*** Opening of Given entries ***
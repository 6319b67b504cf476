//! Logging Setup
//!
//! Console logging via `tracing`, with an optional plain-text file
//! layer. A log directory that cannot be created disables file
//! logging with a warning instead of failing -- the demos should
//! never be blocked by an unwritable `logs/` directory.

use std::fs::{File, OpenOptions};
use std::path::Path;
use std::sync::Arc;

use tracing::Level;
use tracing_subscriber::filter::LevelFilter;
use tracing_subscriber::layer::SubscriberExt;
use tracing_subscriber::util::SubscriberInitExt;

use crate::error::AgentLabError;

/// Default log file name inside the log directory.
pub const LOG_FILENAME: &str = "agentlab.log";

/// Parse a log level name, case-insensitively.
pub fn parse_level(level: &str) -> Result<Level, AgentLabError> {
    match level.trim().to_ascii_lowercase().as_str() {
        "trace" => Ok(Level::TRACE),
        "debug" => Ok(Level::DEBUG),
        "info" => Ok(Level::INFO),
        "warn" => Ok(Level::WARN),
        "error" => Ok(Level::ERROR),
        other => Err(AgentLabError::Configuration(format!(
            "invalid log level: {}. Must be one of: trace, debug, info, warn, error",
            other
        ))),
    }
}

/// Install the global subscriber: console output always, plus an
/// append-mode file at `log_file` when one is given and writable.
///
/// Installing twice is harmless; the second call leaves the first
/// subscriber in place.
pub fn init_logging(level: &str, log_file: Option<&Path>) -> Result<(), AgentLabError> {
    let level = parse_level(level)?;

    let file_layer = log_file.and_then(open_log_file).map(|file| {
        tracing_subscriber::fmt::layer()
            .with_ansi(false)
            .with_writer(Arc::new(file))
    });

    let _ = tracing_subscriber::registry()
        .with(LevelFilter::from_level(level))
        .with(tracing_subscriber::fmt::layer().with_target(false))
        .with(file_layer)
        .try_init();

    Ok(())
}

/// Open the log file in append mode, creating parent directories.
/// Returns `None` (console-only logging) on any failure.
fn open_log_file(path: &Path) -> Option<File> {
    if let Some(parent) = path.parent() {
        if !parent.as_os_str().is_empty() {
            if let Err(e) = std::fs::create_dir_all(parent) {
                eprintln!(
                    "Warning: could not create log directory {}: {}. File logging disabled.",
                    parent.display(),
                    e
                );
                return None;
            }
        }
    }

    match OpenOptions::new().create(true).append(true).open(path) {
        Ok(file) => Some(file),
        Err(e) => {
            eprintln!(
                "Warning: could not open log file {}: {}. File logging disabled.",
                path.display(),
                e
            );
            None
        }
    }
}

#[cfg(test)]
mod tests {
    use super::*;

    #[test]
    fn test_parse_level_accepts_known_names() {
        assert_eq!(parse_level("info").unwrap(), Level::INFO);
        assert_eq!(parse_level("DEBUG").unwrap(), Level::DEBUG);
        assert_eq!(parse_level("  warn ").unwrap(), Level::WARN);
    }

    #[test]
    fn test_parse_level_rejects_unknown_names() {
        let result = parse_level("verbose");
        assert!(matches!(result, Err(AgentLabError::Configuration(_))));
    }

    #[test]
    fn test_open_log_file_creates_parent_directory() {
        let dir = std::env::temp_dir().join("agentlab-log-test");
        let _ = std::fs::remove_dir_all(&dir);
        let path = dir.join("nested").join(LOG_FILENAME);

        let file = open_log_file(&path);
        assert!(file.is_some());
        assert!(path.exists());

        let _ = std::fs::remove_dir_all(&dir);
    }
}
*** Close of Given entries ***
Activity: Take the line with "let file = open_log_file(&path);" and all lines after it through the end of the records, and write them out exactly; include nothing else.

Answer to this exercise:
        let file = open_log_file(&path);
        assert!(file.is_some());
        assert!(path.exists());

        let _ = std::fs::remove_dir_all(&dir);
    }
}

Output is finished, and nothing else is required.